I know this because I spent seventeen years as a non-profit fundraiser, many of those years working for Jewish communal groups including two federations. One of the points that Jewish charities pride themselves on is the sober, judicious, conservative approach that they take to the funds they raise. These funds are considered almost a sacred trust since tzedakah is one of the highest values in Jewish tradition.
One of the things you learn both as a fundraiser and ordinary investor is to diversify your portfolio. Never rely on a single donor, never rely on a single investment vehicle, never rely on a single investment company. If you do, you run the risk of destroying your project if there is a financial cataclysm. Financial advisors often tell their clients never to have more than 5% of their assets invested in a single company’s stock or with a single broker. It boggles the mind that a foundation could invest its entire $7 million endowment with a single company as the Lappin Foundation did.

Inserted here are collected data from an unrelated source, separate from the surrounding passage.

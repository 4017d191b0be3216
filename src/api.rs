//! Caller boundary.
//!
//! Every engine operation is reachable as an [`EngineCommand`]. Results and
//! failures both come back as an [`ApiResponse`]; errors carry a stable
//! [`ErrorCode`] so callers can tell validation failures from terminal-state
//! rejections and infrastructure trouble.

use crate::curve::CurveError;
use crate::engine::{CreateTickerRequest, Engine, EngineError, OpenPositionRequest};
use crate::account::AccountError;
use crate::ledger::TxnError;
use crate::market::MarketError;
use crate::position::PositionError;
use crate::types::{AccountId, PositionId, TickerId};
use rust_decimal::Decimal;
use serde::{Deserialize, Serialize};
use tracing::{debug, warn};

#[derive(Debug, Clone, Serialize, Deserialize)]
#[serde(tag = "op", rename_all = "snake_case")]
pub enum EngineCommand {
    Deposit { account: AccountId, amount: Decimal },
    Withdraw { account: AccountId, amount: Decimal },
    Buy { account: AccountId, ticker_id: TickerId, amount: Decimal },
    Sell { account: AccountId, ticker_id: TickerId, token_amount: Decimal },
    CreateTicker { account: AccountId, request: CreateTickerRequest },
    QuoteBuy { ticker_id: TickerId, amount: Decimal },
    QuoteSell { ticker_id: TickerId, token_amount: Decimal },
    HoldingValue { ticker_id: TickerId, amount: Decimal },
    PreviewPosition { request: OpenPositionRequest },
    OpenPosition { account: AccountId, request: OpenPositionRequest },
    ClosePosition { account: AccountId, position_id: PositionId },
    ForceLiquidate { account: AccountId, position_id: PositionId },
    CheckPosition { account: AccountId, position_id: PositionId },
    SweepAll,
}

impl EngineCommand {
    pub fn name(&self) -> &'static str {
        match self {
            EngineCommand::Deposit { .. } => "deposit",
            EngineCommand::Withdraw { .. } => "withdraw",
            EngineCommand::Buy { .. } => "buy",
            EngineCommand::Sell { .. } => "sell",
            EngineCommand::CreateTicker { .. } => "create_ticker",
            EngineCommand::QuoteBuy { .. } => "quote_buy",
            EngineCommand::QuoteSell { .. } => "quote_sell",
            EngineCommand::HoldingValue { .. } => "holding_value",
            EngineCommand::PreviewPosition { .. } => "preview_position",
            EngineCommand::OpenPosition { .. } => "open_position",
            EngineCommand::ClosePosition { .. } => "close_position",
            EngineCommand::ForceLiquidate { .. } => "force_liquidate",
            EngineCommand::CheckPosition { .. } => "check_position",
            EngineCommand::SweepAll => "sweep_all",
        }
    }
}

#[derive(Debug, Clone, Copy, PartialEq, Eq, Serialize, Deserialize)]
#[serde(rename_all = "SCREAMING_SNAKE_CASE")]
pub enum ErrorCode {
    InvalidAmount,
    InvalidInput,
    NotFound,
    InsufficientBalance,
    InsufficientHoldings,
    ZeroOutput,
    NegativeProceeds,
    PricingCorruption,
    PositionNotOpen,
    OracleUnavailable,
    RetriesExhausted,
    Internal,
}

impl From<&EngineError> for ErrorCode {
    fn from(error: &EngineError) -> Self {
        match error {
            EngineError::AccountNotFound(_)
            | EngineError::TickerNotFound(_)
            | EngineError::PositionNotFound(_) => ErrorCode::NotFound,
            EngineError::InvalidAmount(_) => ErrorCode::InvalidAmount,
            EngineError::InvalidInput(_) => ErrorCode::InvalidInput,
            EngineError::Account(AccountError::InsufficientBalance { .. }) => ErrorCode::InsufficientBalance,
            EngineError::Account(AccountError::InsufficientHoldings { .. }) => ErrorCode::InsufficientHoldings,
            EngineError::Account(AccountError::BalanceOverflow { .. }) => ErrorCode::InvalidAmount,
            EngineError::Curve(CurveError::InvalidAmount(_)) => ErrorCode::InvalidAmount,
            EngineError::Curve(CurveError::InvalidCurve { .. }) => ErrorCode::InvalidInput,
            EngineError::Curve(CurveError::ZeroOutput) => ErrorCode::ZeroOutput,
            EngineError::Curve(CurveError::NegativeProceeds(_)) => ErrorCode::NegativeProceeds,
            EngineError::Curve(CurveError::PricingCorruption(_)) => ErrorCode::PricingCorruption,
            EngineError::Market(MarketError::UnknownPair(_)) => ErrorCode::NotFound,
            EngineError::Market(MarketError::PositionTooSmall { .. }) => ErrorCode::InvalidAmount,
            EngineError::Market(MarketError::SpreadExceedsPrice { .. })
            | EngineError::Market(MarketError::Overflow(_)) => ErrorCode::PricingCorruption,
            EngineError::Position(PositionError::NotOpen { .. }) => ErrorCode::PositionNotOpen,
            EngineError::Position(PositionError::Overflow(_)) => ErrorCode::PricingCorruption,
            EngineError::Oracle(_) => ErrorCode::OracleUnavailable,
            EngineError::Txn(TxnError::RetriesExhausted { .. }) => ErrorCode::RetriesExhausted,
            EngineError::Txn(_) => ErrorCode::Internal,
        }
    }
}

#[derive(Debug, Clone, PartialEq, Serialize, Deserialize)]
pub struct ApiResponse {
    pub success: bool,
    #[serde(skip_serializing_if = "Option::is_none")]
    pub data: Option<serde_json::Value>,
    #[serde(skip_serializing_if = "Option::is_none")]
    pub error: Option<String>,
    #[serde(skip_serializing_if = "Option::is_none")]
    pub code: Option<ErrorCode>,
}

impl ApiResponse {
    pub fn ok<T: Serialize>(data: &T) -> Self {
        match serde_json::to_value(data) {
            Ok(value) => Self {
                success: true,
                data: Some(value),
                error: None,
                code: None,
            },
            Err(e) => Self {
                success: false,
                data: None,
                error: Some(format!("failed to encode response: {}", e)),
                code: Some(ErrorCode::Internal),
            },
        }
    }

    pub fn failure(error: &EngineError) -> Self {
        Self {
            success: false,
            data: None,
            error: Some(error.to_string()),
            code: Some(ErrorCode::from(error)),
        }
    }

    pub fn from_result<T: Serialize>(result: Result<T, EngineError>) -> Self {
        match result {
            Ok(data) => Self::ok(&data),
            Err(e) => Self::failure(&e),
        }
    }
}

impl Engine {
    /// Runs one command and folds the outcome into an [`ApiResponse`].
    pub async fn execute(&self, command: EngineCommand) -> ApiResponse {
        let op = command.name();
        let response = match command {
            EngineCommand::Deposit { account, amount } => ApiResponse::from_result(self.deposit(account, amount).await),
            EngineCommand::Withdraw { account, amount } => ApiResponse::from_result(self.withdraw(account, amount).await),
            EngineCommand::Buy { account, ticker_id, amount } => {
                ApiResponse::from_result(self.buy(account, ticker_id, amount).await)
            }
            EngineCommand::Sell { account, ticker_id, token_amount } => {
                ApiResponse::from_result(self.sell(account, ticker_id, token_amount).await)
            }
            EngineCommand::CreateTicker { account, request } => {
                ApiResponse::from_result(self.create_ticker(account, request).await)
            }
            EngineCommand::QuoteBuy { ticker_id, amount } => ApiResponse::from_result(self.quote_buy(ticker_id, amount)),
            EngineCommand::QuoteSell { ticker_id, token_amount } => {
                ApiResponse::from_result(self.quote_sell(ticker_id, token_amount))
            }
            EngineCommand::HoldingValue { ticker_id, amount } => {
                ApiResponse::from_result(self.holding_value(ticker_id, amount))
            }
            EngineCommand::PreviewPosition { request } => ApiResponse::from_result(self.preview_position(&request).await),
            EngineCommand::OpenPosition { account, request } => {
                ApiResponse::from_result(self.open_position(account, request).await)
            }
            EngineCommand::ClosePosition { account, position_id } => {
                ApiResponse::from_result(self.close_position(account, position_id).await)
            }
            EngineCommand::ForceLiquidate { account, position_id } => {
                ApiResponse::from_result(self.force_liquidate(account, position_id).await)
            }
            EngineCommand::CheckPosition { account, position_id } => {
                ApiResponse::from_result(self.check_position(account, position_id).await)
            }
            EngineCommand::SweepAll => ApiResponse::from_result(self.sweep_all().await),
        };

        match (&response.code, &response.error) {
            (Some(ErrorCode::Internal), Some(error)) | (Some(ErrorCode::RetriesExhausted), Some(error)) => {
                warn!(op, %error, "command failed");
            }
            (Some(code), Some(error)) => debug!(op, ?code, %error, "command rejected"),
            _ => debug!(op, "command ok"),
        }
        response
    }
}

What would cause otherwise prudent people, some with sophisticated understanding of finance to override these concerns and throw caution to the winds? The L.A. Times calls it an “affinity scam.” In other words, Madoff relied on the Jewish community, in an almost tribal way, to support his financial scheme. There does seem to be some sort of almost atavistic instinct at work that led many of these individuals to trust Madoff with all their worldly assets. Perhaps they saw Bernie as “one of their own.” A smart Jewish boy who would take care of them. Some might have felt that in handling their own money, they needed someone who was more than just a distant banker; someone who they could trust as a member of the tribe.
This is yet another indication of the damage done by Bernie Madoff. Perhaps it is wise not to trust someone just because they get good investment returns and they share your religious affiliation. But in the days before the Madoff affair, days which seem innocent and faraway though they were just last month, it was a comforting thought that you could do so. Now, it seems a harsher, less trusting, more atomized world in which you can’t trust your fellow country club member, your fellow synagogue member, your fellow federation donor, your fellow board member to do the right thing by you or your charity. In the rest of the world maybe nothing is sacred. But in the Jewish world some things still are–or were until Bernie Madoff came along.